- _Data to use_:
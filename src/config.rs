use image::imageops::FilterType;

/// Default decoder allocation cap, 256 MiB.
pub const DEFAULT_MAX_ALLOC: u64 = 256 * 1024 * 1024;

/// Quiet zone around a QR symbol, in modules.
pub const DEFAULT_QUIET_ZONE: u32 = 4;

/// Characters per line in the default 12x24 font on 58 mm paper.
pub const DEFAULT_LINE_WIDTH: usize = 32;

/// Config
///
/// Tuning shared by the importer, the symbol encoder and the ESC/POS sink.
/// Every setter consumes and returns the value so settings chain.
#[derive(Debug, Clone)]
pub struct Config {
    pub(crate) max_alloc: Option<u64>,
    pub(crate) resize_filter: FilterType,
    pub(crate) character_set: &'static encoding_rs::Encoding,
    pub(crate) quiet_zone: u32,
    pub(crate) threshold: u8,
    pub(crate) line_width: usize,
}

impl Config {
    /// Initialize configuration data with default values.
    ///
    /// # Example
    ///
    /// ```
    /// use thermal_raster::Config;
    ///
    /// let config = Config::new().max_alloc(Some(64 * 1024 * 1024)).threshold(100);
    /// ```
    ///
    pub fn new() -> Config {
        Config {
            max_alloc: Some(DEFAULT_MAX_ALLOC),
            resize_filter: FilterType::Triangle,
            character_set: encoding_rs::GBK,
            quiet_zone: DEFAULT_QUIET_ZONE,
            threshold: 128,
            line_width: DEFAULT_LINE_WIDTH,
        }
    }

    /// Cap the bytes the image decoder may allocate. `None` lifts the cap.
    pub fn max_alloc(self, max_alloc: Option<u64>) -> Self {
        Config { max_alloc, ..self }
    }

    /// Filter used when the decoded image is still larger than the box.
    pub fn resize_filter(self, resize_filter: FilterType) -> Self {
        Config {
            resize_filter,
            ..self
        }
    }

    /// Text encoding applied to symbol payloads.
    pub fn character_set(self, character_set: &'static encoding_rs::Encoding) -> Self {
        Config {
            character_set,
            ..self
        }
    }

    /// Blank modules kept around a QR symbol on every side.
    pub fn quiet_zone(self, quiet_zone: u32) -> Self {
        Config { quiet_zone, ..self }
    }

    /// Luma below which a pixel is printed black.
    pub fn threshold(self, threshold: u8) -> Self {
        Config { threshold, ..self }
    }

    /// Width of a text table row, in single byte characters.
    pub fn line_width(self, line_width: usize) -> Self {
        Config { line_width, ..self }
    }
}

impl Default for Config {
    fn default() -> Self {
        Self::new()
    }
}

- _Work instruction_: Starting from the line with "single byte characters." and ending with the final line of the data, quote every line exactly, both ends included.

- _Answer space_:
    /// Width of a text table row, in single byte characters.
    pub fn line_width(self, line_width: usize) -> Self {
        Config { line_width, ..self }
    }
}

impl Default for Config {
    fn default() -> Self {
        Self::new()
    }
}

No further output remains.